We’re now at the point in this election where the two big questions are, (1) how big is Clinton’s lead, and (2) will Democrats regain control of Congress? On the first question, Josh Marshall published two charts that tell us a lot about how this presidential race is unfolding. First, here is the trajectory of polling from the 2012 race:
You’ll notice that their final aggregate of polls had the race at 48.8 to 48.1 – a 0.7 point difference. The actual results were 51.1% for Obama and 47.2 for Romney – a 3.9% victory in the popular vote for Obama.
Now take a look at how things are playing out in 2016.
Just imagine what happens if the polling averages are once again off by about 3%. You get a Clinton lead of about 10-11%.
This race isn’t nearly as close as 2012 and – as we’ve pointed out before – Trump has never led the race at any point. But there is something else this chart demonstrates. When pundits report that this has been a remarkably stable race, it is true that Trump has always captured about 42% of the vote. But look at what is happening to Clinton’s numbers recently. There is a clear upswing that puts her average very close to 50%. Mark Blumenthal from SurveyMonkey provides one piece of information to explain that:
— Mark Blumenthal (@MysteryPollster) October 19, 2016
Blumenthal elaborates at the link he provided.
While the national story is more about stability over the fall campaign than big dramatic shifts, one important trend is nonetheless modest but real: Hillary Clinton has been gradually consolidating her vote among Democrats, while Trump continues to bleed support among Republicans to Clinton and the third party candidates.
Consider Democrats…Since early September, Clinton’s support among Democrats has increased from 84 to 88 percent. Over the same period, support for Gary Johnson among Democrats declined from 7 to 4 percent…
Over the same period, support for Trump among Republicans and Republican-leaning independents has been essentially flat, varying between 84 and 82 percent.
Trump isn’t exactly “bleeding support” from Republicans – he has remained fairly steady. But Clinton is definitely gaining ground among Democrats. To put that in perspective, in the 2012 presidential race, 92% of Democrats voted for Obama and 93% of Republicans voted for Romney. So Clinton is approaching Obama’s numbers and Trump is running a full 10 points behind Romney’s.
Given that Trump has decided to attack the Republican Party as it becomes increasingly clear that he is losing, I certainly don’t expect his numbers to improve much among GOP voters. And as we’ve seen over the last couple of weeks, college educated white women – who typically vote Republican – have been repulsed by his campaign, particularly his sexism.
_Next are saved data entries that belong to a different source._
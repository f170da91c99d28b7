// vkscheme: Xcode scheme patcher for Vulkan loader paths
//
// SPDX-FileCopyrightText: 2026 Romeo Ahmed
// SPDX-License-Identifier: GPL-3.0-or-later

//! Launch environment injection.

use std::path::PathBuf;

use tracing::{debug, trace};
use xmltree::{Element, XMLNode};

use super::{
    ENABLED, ENABLED_ATTR, ENVIRONMENT_VARIABLE, ENVIRONMENT_VARIABLES, KEY_ATTR, LAUNCH_ACTION,
    SchemeDocument, VALUE_ATTR,
};
use crate::config::types::SchemeConfig;
use crate::core::env::required::RequiredEnv;
use crate::error::SchemeError;

/// What a patch changed.
#[derive(Debug, Clone, Default, PartialEq, Eq)]
pub struct PatchReport {
    pub path: PathBuf,
    /// The `EnvironmentVariables` container had to be created.
    pub created_container: bool,
    /// Keys inserted, in insertion order (the reverse of document order).
    pub inserted: Vec<String>,
    /// Entries dropped because their key was about to be re-inserted.
    pub removed: usize,
}

/// Injects environment entries into a scheme's launch action.
///
/// Each entry goes in as the first child of the container, so after a patch
/// the entries appear in reverse of the order they were resolved in. By
/// default nothing is removed and reruns accumulate duplicates.
#[derive(Debug, Clone)]
pub struct SchemePatcher {
    enabled_marker: String,
    replace_existing: bool,
}

impl Default for SchemePatcher {
    fn default() -> Self {
        Self::new()
    }
}

impl SchemePatcher {
    #[must_use]
    pub fn new() -> Self {
        Self {
            enabled_marker: ENABLED.to_string(),
            replace_existing: false,
        }
    }

    #[must_use]
    pub fn from_config(config: &SchemeConfig) -> Self {
        Self {
            enabled_marker: config.enabled_marker.clone(),
            replace_existing: config.replace_existing,
        }
    }

    #[must_use]
    pub fn enabled_marker(mut self, marker: impl Into<String>) -> Self {
        self.enabled_marker = marker.into();
        self
    }

    /// Remove existing entries whose key is about to be inserted.
    #[must_use]
    pub const fn replace_existing(mut self, replace: bool) -> Self {
        self.replace_existing = replace;
        self
    }

    /// Patches `doc` in memory. Nothing is written.
    ///
    /// # Errors
    ///
    /// Returns `SchemeError::MissingElement` if the root has no `LaunchAction` child.
    pub fn apply(
        &self,
        doc: &mut SchemeDocument,
        vars: &RequiredEnv,
    ) -> Result<PatchReport, SchemeError> {
        let path = doc.path().to_path_buf();
        let missing = |element: &str| SchemeError::MissingElement {
            path: path.clone(),
            element: element.to_string(),
        };

        let root = doc.root_mut();
        let launch_index =
            child_position(root, LAUNCH_ACTION).ok_or_else(|| missing(LAUNCH_ACTION))?;
        let XMLNode::Element(launch) = &mut root.children[launch_index] else {
            return Err(missing(LAUNCH_ACTION));
        };

        let (index, created_container) = match child_position(launch, ENVIRONMENT_VARIABLES) {
            Some(index) => (index, false),
            None => {
                debug!("creating {ENVIRONMENT_VARIABLES} container");
                launch
                    .children
                    .insert(0, XMLNode::Element(Element::new(ENVIRONMENT_VARIABLES)));
                (0, true)
            }
        };
        let XMLNode::Element(container) = &mut launch.children[index] else {
            return Err(missing(ENVIRONMENT_VARIABLES));
        };

        let removed = if self.replace_existing {
            let before = container.children.len();
            container
                .children
                .retain(|node| !matches!(node, XMLNode::Element(e) if is_entry_for(e, vars)));
            before - container.children.len()
        } else {
            0
        };

        let mut inserted = Vec::with_capacity(vars.len());
        for (name, value) in vars.iter() {
            trace!(name, value, "inserting environment entry");
            container
                .children
                .insert(0, XMLNode::Element(self.entry(name, value)));
            inserted.push(name.to_string());
        }

        Ok(PatchReport {
            path,
            created_container,
            inserted,
            removed,
        })
    }

    /// Builds `<EnvironmentVariable key=".." value=".." isEnabled=".."/>`.
    fn entry(&self, name: &str, value: &str) -> Element {
        let mut entry = Element::new(ENVIRONMENT_VARIABLE);
        entry
            .attributes
            .insert(KEY_ATTR.to_string(), name.to_string());
        entry
            .attributes
            .insert(VALUE_ATTR.to_string(), value.to_string());
        entry
            .attributes
            .insert(ENABLED_ATTR.to_string(), self.enabled_marker.clone());
        entry
    }
}

fn child_position(parent: &Element, name: &str) -> Option<usize> {
    parent
        .children
        .iter()
        .position(|node| matches!(node, XMLNode::Element(e) if e.name == name))
}

fn is_entry_for(element: &Element, vars: &RequiredEnv) -> bool {
    element.name == ENVIRONMENT_VARIABLE
        && element
            .attributes
            .get(KEY_ATTR)
            .is_some_and(|key| vars.get(key).is_some())
}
Meanwhile, Clinton continues to consolidate her base of voters while reaching out to disaffected Republicans – with small leads in traditionally red states like North Carolina and Arizona. On the question Blumenthal raised about whether the “real” Clinton-Trump margin is +12, +4, or something in between, I expect that the ultimate answer on election night will be closer to the larger number.